▸ Problem details: Copy every entry exactly.

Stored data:
━━━━━━
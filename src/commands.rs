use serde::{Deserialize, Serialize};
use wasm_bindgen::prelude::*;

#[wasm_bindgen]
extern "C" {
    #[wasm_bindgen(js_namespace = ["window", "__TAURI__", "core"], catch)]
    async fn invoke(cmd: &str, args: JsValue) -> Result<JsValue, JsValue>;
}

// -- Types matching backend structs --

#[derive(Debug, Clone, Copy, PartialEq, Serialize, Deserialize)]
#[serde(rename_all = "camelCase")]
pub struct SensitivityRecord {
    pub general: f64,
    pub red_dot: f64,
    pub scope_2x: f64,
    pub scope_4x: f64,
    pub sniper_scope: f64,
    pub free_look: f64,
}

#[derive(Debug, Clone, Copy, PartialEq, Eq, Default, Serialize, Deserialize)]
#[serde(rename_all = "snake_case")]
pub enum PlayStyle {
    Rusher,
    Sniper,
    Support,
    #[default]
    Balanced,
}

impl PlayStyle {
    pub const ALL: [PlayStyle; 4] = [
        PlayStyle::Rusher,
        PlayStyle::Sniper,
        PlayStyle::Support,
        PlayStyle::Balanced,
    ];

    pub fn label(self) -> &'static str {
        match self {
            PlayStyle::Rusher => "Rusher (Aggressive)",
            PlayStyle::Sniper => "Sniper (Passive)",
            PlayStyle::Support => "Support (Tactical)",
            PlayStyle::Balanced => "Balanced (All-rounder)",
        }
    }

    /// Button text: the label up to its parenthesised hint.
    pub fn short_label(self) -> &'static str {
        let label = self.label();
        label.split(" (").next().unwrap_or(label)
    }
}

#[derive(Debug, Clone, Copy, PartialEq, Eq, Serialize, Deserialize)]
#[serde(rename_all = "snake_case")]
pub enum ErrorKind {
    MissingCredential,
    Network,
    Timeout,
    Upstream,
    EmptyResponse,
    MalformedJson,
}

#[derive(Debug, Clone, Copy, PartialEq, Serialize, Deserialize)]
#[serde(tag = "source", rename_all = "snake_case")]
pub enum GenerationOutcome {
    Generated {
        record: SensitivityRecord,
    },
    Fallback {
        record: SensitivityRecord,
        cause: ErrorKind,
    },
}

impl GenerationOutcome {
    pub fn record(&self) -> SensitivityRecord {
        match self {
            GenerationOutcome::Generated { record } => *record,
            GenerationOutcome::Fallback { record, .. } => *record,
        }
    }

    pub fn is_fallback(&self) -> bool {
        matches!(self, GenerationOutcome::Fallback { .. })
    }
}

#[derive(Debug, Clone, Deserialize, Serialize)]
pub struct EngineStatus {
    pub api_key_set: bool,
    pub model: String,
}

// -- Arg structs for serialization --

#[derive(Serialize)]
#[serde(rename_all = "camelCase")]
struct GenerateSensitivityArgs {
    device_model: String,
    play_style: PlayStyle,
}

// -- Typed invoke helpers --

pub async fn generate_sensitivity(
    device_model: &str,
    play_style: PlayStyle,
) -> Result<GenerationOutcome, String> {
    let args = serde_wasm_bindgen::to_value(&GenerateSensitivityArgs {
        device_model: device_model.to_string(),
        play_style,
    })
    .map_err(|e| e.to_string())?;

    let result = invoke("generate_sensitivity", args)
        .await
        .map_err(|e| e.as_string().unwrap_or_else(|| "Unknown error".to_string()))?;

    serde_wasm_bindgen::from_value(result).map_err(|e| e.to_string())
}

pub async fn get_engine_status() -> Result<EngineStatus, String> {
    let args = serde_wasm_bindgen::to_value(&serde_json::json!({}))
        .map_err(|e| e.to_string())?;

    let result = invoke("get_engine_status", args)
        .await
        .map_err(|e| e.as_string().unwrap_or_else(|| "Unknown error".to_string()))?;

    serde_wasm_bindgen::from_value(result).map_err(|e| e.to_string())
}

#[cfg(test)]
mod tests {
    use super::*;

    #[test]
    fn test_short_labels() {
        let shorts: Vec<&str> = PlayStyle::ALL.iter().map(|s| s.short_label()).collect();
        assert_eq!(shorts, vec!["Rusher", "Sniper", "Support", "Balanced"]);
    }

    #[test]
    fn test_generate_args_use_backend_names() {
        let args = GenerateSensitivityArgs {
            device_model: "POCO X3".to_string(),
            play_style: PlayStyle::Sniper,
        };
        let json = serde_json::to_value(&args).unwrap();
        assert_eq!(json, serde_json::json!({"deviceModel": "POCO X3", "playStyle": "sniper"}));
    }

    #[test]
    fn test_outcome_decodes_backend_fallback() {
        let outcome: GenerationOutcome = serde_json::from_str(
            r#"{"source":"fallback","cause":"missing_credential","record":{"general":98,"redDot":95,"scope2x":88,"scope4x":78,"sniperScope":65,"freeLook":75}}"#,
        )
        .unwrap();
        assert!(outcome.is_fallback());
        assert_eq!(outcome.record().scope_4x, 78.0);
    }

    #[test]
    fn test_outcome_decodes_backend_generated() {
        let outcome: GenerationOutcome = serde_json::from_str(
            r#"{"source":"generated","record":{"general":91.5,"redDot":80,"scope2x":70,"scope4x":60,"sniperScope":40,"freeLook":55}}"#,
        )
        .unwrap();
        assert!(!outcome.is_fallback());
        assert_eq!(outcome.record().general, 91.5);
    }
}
━━━━━━
▸ Answer to this problem:
filename src/commands.rs
use serde::{Deserialize, Serialize};
use wasm_bindgen::prelude::*;

#[wasm_bindgen]
extern "C" {
    #[wasm_bindgen(js_namespace = ["window", "__TAURI__", "core"], catch)]
    async fn invoke(cmd: &str, args: JsValue) -> Result<JsValue, JsValue>;
}

// -- Types matching backend structs --

#[derive(Debug, Clone, Copy, PartialEq, Serialize, Deserialize)]
#[serde(rename_all = "camelCase")]
pub struct SensitivityRecord {
    pub general: f64,
    pub red_dot: f64,
    pub scope_2x: f64,
    pub scope_4x: f64,
    pub sniper_scope: f64,
    pub free_look: f64,
}

#[derive(Debug, Clone, Copy, PartialEq, Eq, Default, Serialize, Deserialize)]
#[serde(rename_all = "snake_case")]
pub enum PlayStyle {
    Rusher,
    Sniper,
    Support,
    #[default]
    Balanced,
}

impl PlayStyle {
    pub const ALL: [PlayStyle; 4] = [
        PlayStyle::Rusher,
        PlayStyle::Sniper,
        PlayStyle::Support,
        PlayStyle::Balanced,
    ];

    pub fn label(self) -> &'static str {
        match self {
            PlayStyle::Rusher => "Rusher (Aggressive)",
            PlayStyle::Sniper => "Sniper (Passive)",
            PlayStyle::Support => "Support (Tactical)",
            PlayStyle::Balanced => "Balanced (All-rounder)",
        }
    }

    /// Button text: the label up to its parenthesised hint.
    pub fn short_label(self) -> &'static str {
        let label = self.label();
        label.split(" (").next().unwrap_or(label)
    }
}

#[derive(Debug, Clone, Copy, PartialEq, Eq, Serialize, Deserialize)]
#[serde(rename_all = "snake_case")]
pub enum ErrorKind {
    MissingCredential,
    Network,
    Timeout,
    Upstream,
    EmptyResponse,
    MalformedJson,
}

#[derive(Debug, Clone, Copy, PartialEq, Serialize, Deserialize)]
#[serde(tag = "source", rename_all = "snake_case")]
pub enum GenerationOutcome {
    Generated {
        record: SensitivityRecord,
    },
    Fallback {
        record: SensitivityRecord,
        cause: ErrorKind,
    },
}

impl GenerationOutcome {
    pub fn record(&self) -> SensitivityRecord {
        match self {
            GenerationOutcome::Generated { record } => *record,
            GenerationOutcome::Fallback { record, .. } => *record,
        }
    }

    pub fn is_fallback(&self) -> bool {
        matches!(self, GenerationOutcome::Fallback { .. })
    }
}

#[derive(Debug, Clone, Deserialize, Serialize)]
pub struct EngineStatus {
    pub api_key_set: bool,
    pub model: String,
}

// -- Arg structs for serialization --

#[derive(Serialize)]
#[serde(rename_all = "camelCase")]
struct GenerateSensitivityArgs {
    device_model: String,
    play_style: PlayStyle,
}

// -- Typed invoke helpers --

pub async fn generate_sensitivity(
    device_model: &str,
    play_style: PlayStyle,
) -> Result<GenerationOutcome, String> {
    let args = serde_wasm_bindgen::to_value(&GenerateSensitivityArgs {
        device_model: device_model.to_string(),
        play_style,
    })
    .map_err(|e| e.to_string())?;

    let result = invoke("generate_sensitivity", args)
        .await
        .map_err(|e| e.as_string().unwrap_or_else(|| "Unknown error".to_string()))?;

    serde_wasm_bindgen::from_value(result).map_err(|e| e.to_string())
}

pub async fn get_engine_status() -> Result<EngineStatus, String> {
    let args = serde_wasm_bindgen::to_value(&serde_json::json!({}))
        .map_err(|e| e.to_string())?;

    let result = invoke("get_engine_status", args)
        .await
        .map_err(|e| e.as_string().unwrap_or_else(|| "Unknown error".to_string()))?;

    serde_wasm_bindgen::from_value(result).map_err(|e| e.to_string())
}

#[cfg(test)]
mod tests {
    use super::*;

    #[test]
    fn test_short_labels() {
        let shorts: Vec<&str> = PlayStyle::ALL.iter().map(|s| s.short_label()).collect();
        assert_eq!(shorts, vec!["Rusher", "Sniper", "Support", "Balanced"]);
    }

    #[test]
    fn test_generate_args_use_backend_names() {
        let args = GenerateSensitivityArgs {
            device_model: "POCO X3".to_string(),
            play_style: PlayStyle::Sniper,
        };
        let json = serde_json::to_value(&args).unwrap();
        assert_eq!(json, serde_json::json!({"deviceModel": "POCO X3", "playStyle": "sniper"}));
    }

    #[test]
    fn test_outcome_decodes_backend_fallback() {
        let outcome: GenerationOutcome = serde_json::from_str(
            r#"{"source":"fallback","cause":"missing_credential","record":{"general":98,"redDot":95,"scope2x":88,"scope4x":78,"sniperScope":65,"freeLook":75}}"#,
        )
        .unwrap();
        assert!(outcome.is_fallback());
        assert_eq!(outcome.record().scope_4x, 78.0);
    }

    #[test]
    fn test_outcome_decodes_backend_generated() {
        let outcome: GenerationOutcome = serde_json::from_str(
            r#"{"source":"generated","record":{"general":91.5,"redDot":80,"scope2x":70,"scope4x":60,"sniperScope":40,"freeLook":55}}"#,
        )
        .unwrap();
        assert!(!outcome.is_fallback());
        assert_eq!(outcome.record().general, 91.5);
    }
}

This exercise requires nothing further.